In interpreting business ecosystems, the logic of interfunctional networks involves creating a board game where executives position their companies across multiple functions to reassess their allocation and diversification strategies. This deviates from the current predominant practice of building ecosystems with a particular firm in mind, resulting in interoganizational networks that obscure which activities are performed internally and which are outsourced. Analyzing the nature of each link on the graph to infer such information for large networks would be impractical.

This new approach contributes to the emergence of a strategic construct called the Business Ecosystem Footprint (BEF), an individual marker indicating how a particular organization is positioned across the network of functions. Even if two companies work in the same segment and perform the same functions, they will likely have different intensities on each of them, resulting in different BEFs. The intensity would be a moderating effect of a company's different functions that differentiate it from others, such as resource allocation or market share.

To map the critical functions managers should allocate their resources, they can use different strategies such as expert and executive interviews and archival material. Nevertheless, the rich literature on social networks allows quantitative metrics, such as centrality measures, to map these regions and serve as triangulation to other methods.

This work aimed to initiate a dialogue with existing literature and propose a new way of viewing and interpreting ecosystems. It is not intended to be a definitive guide but rather the start of a new conversation, generating new questions and ideas to explore the particulars, limitations, modifications, and new applications of this new theoretical perspective.

We want to assist ecosystem scholars entering this dialogue by proposing future research agendas. First, we address mapping ecosystems through functions, a crucial first step that can be quite laborious. While Name Entity Recognition (NER) algorithms exist for identifying organizations in interoganizational networks, no validated algorithm exists for identifying functions. One potential avenue for research is exploring whether Large Language Models (LLM), such as the artificial intelligence chatbot ChatGPT developed by OpenAI, could assist in identifying functions to reduce the time of this task and make the process more attractive to busy managers.

Next, we would be the most appropriate centrality measures and intensities to design the Business Ecosystem Footprint (BEF).
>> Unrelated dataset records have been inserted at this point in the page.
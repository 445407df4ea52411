// src/fetch/mod.rs

#[cfg(test)]
pub(crate) mod canned;
pub mod html_table;
pub mod pagination;

use chrono::{Local, NaiveDate};
use reqwest::Client;
use serde::{Deserialize, Serialize};
use std::{fmt, future::Future, str::FromStr};
use tracing::{debug, info, instrument, warn};
use url::Url;

use crate::{
    error::{Result, UcpdError},
    table::RawTable,
};
pub use pagination::{PageCountItem, PageCountResolver};

/// Records per result page; page `i` starts at offset `i * PAGE_SIZE`.
pub const PAGE_SIZE: usize = 5;

static FIELD_INTERVIEWS_URL: &str =
    "https://incidentreports.uchicago.edu/fieldInterviewsArchive.php";
static TRAFFIC_STOPS_URL: &str = "https://incidentreports.uchicago.edu/trafficStopsArchive.php";

/// The two record categories the archive publishes.
#[derive(Debug, Clone, Copy, PartialEq, Eq, Hash, Serialize, Deserialize)]
#[serde(try_from = "String", into = "String")]
pub enum DataType {
    FieldInterview,
    Traffic,
}

impl DataType {
    pub fn as_str(&self) -> &'static str {
        match self {
            DataType::FieldInterview => "Field Interview",
            DataType::Traffic => "Traffic",
        }
    }

    pub fn endpoint(&self) -> &'static str {
        match self {
            DataType::FieldInterview => FIELD_INTERVIEWS_URL,
            DataType::Traffic => TRAFFIC_STOPS_URL,
        }
    }

    /// Base name of the CSV files written for this category.
    pub fn file_stem(&self) -> &'static str {
        match self {
            DataType::FieldInterview => "field_interview_df",
            DataType::Traffic => "traffic_df",
        }
    }
}

impl fmt::Display for DataType {
    fn fmt(&self, f: &mut fmt::Formatter<'_>) -> fmt::Result {
        f.write_str(self.as_str())
    }
}

impl FromStr for DataType {
    type Err = UcpdError;

    fn from_str(s: &str) -> Result<Self> {
        match s.trim().to_lowercase().as_str() {
            "field interview" => Ok(DataType::FieldInterview),
            "traffic" => Ok(DataType::Traffic),
            _ => Err(UcpdError::UnsupportedDataType(s.to_string())),
        }
    }
}

impl TryFrom<String> for DataType {
    type Error = UcpdError;

    fn try_from(s: String) -> Result<Self> {
        s.parse()
    }
}

impl From<DataType> for String {
    fn from(d: DataType) -> Self {
        d.as_str().to_string()
    }
}

/// One paginated archive query.
#[derive(Debug, Clone, PartialEq, Eq)]
pub struct Query {
    pub data_type: DataType,
    pub start_date: NaiveDate,
    /// `None` means today.
    pub end_date: Option<NaiveDate>,
    /// `None` means read the page count from the first response.
    pub max_page: Option<usize>,
}

impl Query {
    /// Endpoint with `startDate`/`endDate` as form-encoded `MM/DD/YYYY`.
    pub fn base_url(&self) -> Result<Url> {
        let end = self
            .end_date
            .unwrap_or_else(|| Local::now().date_naive());
        let mut url = Url::parse(self.data_type.endpoint())?;
        url.query_pairs_mut()
            .append_pair("startDate", &archive_date(self.start_date))
            .append_pair("endDate", &archive_date(end));
        Ok(url)
    }
}

fn archive_date(d: NaiveDate) -> String {
    d.format("%m/%d/%Y").to_string()
}

/// `base` with the record offset of zero-based `page` appended.
pub fn page_url(base: &Url, page: usize) -> Url {
    let mut url = base.clone();
    url.query_pairs_mut()
        .append_pair("offset", &(page * PAGE_SIZE).to_string());
    url
}

/// Something that can GET a page body.
pub trait PageSource {
    fn get_text(&self, url: &Url) -> impl Future<Output = Result<String>>;
}

impl PageSource for Client {
    async fn get_text(&self, url: &Url) -> Result<String> {
        debug!("Fetching text from {}", url);
        let http = |source: reqwest::Error| UcpdError::Http {
            url: url.to_string(),
            source,
        };
        self.get(url.clone())
            .send()
            .await
            .map_err(http)?
            .error_for_status()
            .map_err(http)?
            .text()
            .await
            .map_err(http)
    }
}

/// Fetch every page of `query` in order and concatenate their first tables.
///
/// Pages are requested one at a time. Any HTTP failure, a missing page-count
/// indicator or a page without a table aborts the whole scrape.
#[instrument(level = "info", skip(source, resolver), fields(data_type = %query.data_type))]
pub async fn scrape<S, R>(source: &S, resolver: &R, query: &Query) -> Result<RawTable>
where
    S: PageSource,
    R: PageCountResolver + ?Sized,
{
    let base = query.base_url()?;

    let pages = match query.max_page {
        Some(n) => n,
        None => {
            let index = source.get_text(&base).await?;
            let n = resolver.page_count(&index)?;
            info!(pages = n, "discovered page count");
            n
        }
    };

    let mut table = RawTable::default();
    if pages == 0 {
        warn!(url = %base, "zero pages to fetch");
        return Ok(table);
    }

    for page in 0..pages {
        let url = page_url(&base, page);
        let html = source.get_text(&url).await?;
        let part = html_table::parse_first_table(&html).ok_or_else(|| UcpdError::MissingTable {
            url: url.to_string(),
        })?;
        info!(page = page + 1, of = pages, rows = part.len(), "fetched page");
        table.append(part);
    }

    info!(rows = table.len(), columns = table.headers.len(), "scrape complete");
    Ok(table)
}
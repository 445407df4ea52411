// src/lib.rs

pub mod clean;
pub mod config;
pub mod error;
pub mod fetch;
pub mod logging;
pub mod pipeline;
pub mod table;

pub use clean::{clean_table, standardize_race, CleanStats};
pub use config::{CleanConfig, Config, ScrapeConfig};
pub use error::{Result, UcpdError};
pub use fetch::{scrape, DataType, Query};
pub use table::RawTable;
Various centrality measures are available, such as closeness, betweenness, and eigenvector. At the same time, we have recommended three intensities: total allocation per function, R&D allocation per function, and market share of each function. Future studies must explore the rationale behind employing each variable and construct a normative framework that determines the optimal combination for specific scenarios.

Moreover, we suggest exploring how the BEF is related to firm performance. Using interfunctional network logic in business ecosystems and the BEF construct opens new avenues for creating and quantitatively testing hypotheses about a firm's performance based on its ecosystem and strategic allocations. Different numerical strategies, ranging from Multiple Regression to Structural Equation Modeling, could be employed for this purpose.

Finally, the BEF is a consequence of the interfunctional networks previously mapped. Therefore, different data sources could result in different BEFs, impacting their correlation with firm performance. Conducting a sensitivity analysis to examine the impact of different mapping strategies on the BEF and firm performance is necessary to validate this construct's applicability.